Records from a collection

┄┄┄┄┄┄┄┄┄┄

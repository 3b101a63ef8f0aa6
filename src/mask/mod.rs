//! Coverage masks.
//!
//! A mask is a coarse raster of coverage ratios in `[0, 1]` (typically a
//! tissue-vs-background segmentation) used to decide which tiles are worth
//! processing. It is stored as an 8-bit single-channel image on disk and
//! loaded once, before any tile is dispatched.
//!
//! # Example
//!
//! ```ignore
//! use wsi_tiler::mask::load_mask;
//!
//! let mask = load_mask("slides/sample_mask.png")?;
//! println!("Mask is {}x{}", mask.rows(), mask.cols());
//! ```

mod loader;

pub use loader::load_mask;

use image::GrayImage;
use ndarray::{s, Array2};

/// Coverage raster with values in `[0, 1]`.
///
/// Rows index the vertical axis, columns the horizontal one, matching the
/// `(y, x)` layout of the tile grid.
#[derive(Debug, Clone, PartialEq)]
pub struct Mask {
    data: Array2<f32>,
}

impl Mask {
    /// Wrap an existing coverage array.
    ///
    /// Values are not clamped; callers are expected to pass ratios in `[0, 1]`.
    pub fn from_array(data: Array2<f32>) -> Self {
        Self { data }
    }

    /// Build a mask from an 8-bit grayscale image (value / 255).
    pub fn from_gray_image(image: &GrayImage) -> Self {
        let (width, height) = image.dimensions();
        let data = Array2::from_shape_fn((height as usize, width as usize), |(row, col)| {
            f32::from(image.get_pixel(col as u32, row as u32)[0]) / 255.0
        });
        Self { data }
    }

    /// Mask filled with a constant coverage value.
    pub fn filled(rows: usize, cols: usize, value: f32) -> Self {
        Self {
            data: Array2::from_elem((rows, cols), value),
        }
    }

    /// Number of mask rows (vertical extent).
    pub fn rows(&self) -> usize {
        self.data.nrows()
    }

    /// Number of mask columns (horizontal extent).
    pub fn cols(&self) -> usize {
        self.data.ncols()
    }

    /// Borrow the underlying array.
    pub fn as_array(&self) -> &Array2<f32> {
        &self.data
    }

    /// Mean coverage of a square window, clipped to the mask bounds.
    ///
    /// Returns `None` when the clipped window is empty.
    pub fn window_mean(&self, row: usize, col: usize, size: usize) -> Option<f32> {
        let row_end = row.saturating_add(size).min(self.rows());
        let col_end = col.saturating_add(size).min(self.cols());
        if row >= row_end || col >= col_end {
            return None;
        }
        self.data.slice(s![row..row_end, col..col_end]).mean()
    }
}

// =============================================================================
// Tests
// =============================================================================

┄┄┄┄┄┄┄┄┄┄

TASK REQUIREMENTS: Reproduce, with no other lines, the one containing "Coverage raster with" and all lines after it through the end of the data above.

TASK OUTPUT:
/// Coverage raster with values in `[0, 1]`.
///
/// Rows index the vertical axis, columns the horizontal one, matching the
/// `(y, x)` layout of the tile grid.
#[derive(Debug, Clone, PartialEq)]
pub struct Mask {
    data: Array2<f32>,
}

impl Mask {
    /// Wrap an existing coverage array.
    ///
    /// Values are not clamped; callers are expected to pass ratios in `[0, 1]`.
    pub fn from_array(data: Array2<f32>) -> Self {
        Self { data }
    }

    /// Build a mask from an 8-bit grayscale image (value / 255).
    pub fn from_gray_image(image: &GrayImage) -> Self {
        let (width, height) = image.dimensions();
        let data = Array2::from_shape_fn((height as usize, width as usize), |(row, col)| {
            f32::from(image.get_pixel(col as u32, row as u32)[0]) / 255.0
        });
        Self { data }
    }

    /// Mask filled with a constant coverage value.
    pub fn filled(rows: usize, cols: usize, value: f32) -> Self {
        Self {
            data: Array2::from_elem((rows, cols), value),
        }
    }

    /// Number of mask rows (vertical extent).
    pub fn rows(&self) -> usize {
        self.data.nrows()
    }

    /// Number of mask columns (horizontal extent).
    pub fn cols(&self) -> usize {
        self.data.ncols()
    }

    /// Borrow the underlying array.
    pub fn as_array(&self) -> &Array2<f32> {
        &self.data
    }

    /// Mean coverage of a square window, clipped to the mask bounds.
    ///
    /// Returns `None` when the clipped window is empty.
    pub fn window_mean(&self, row: usize, col: usize, size: usize) -> Option<f32> {
        let row_end = row.saturating_add(size).min(self.rows());
        let col_end = col.saturating_add(size).min(self.cols());
        if row >= row_end || col >= col_end {
            return None;
        }
        self.data.slice(s![row..row_end, col..col_end]).mean()
    }
}

// =============================================================================
// Tests
// =============================================================================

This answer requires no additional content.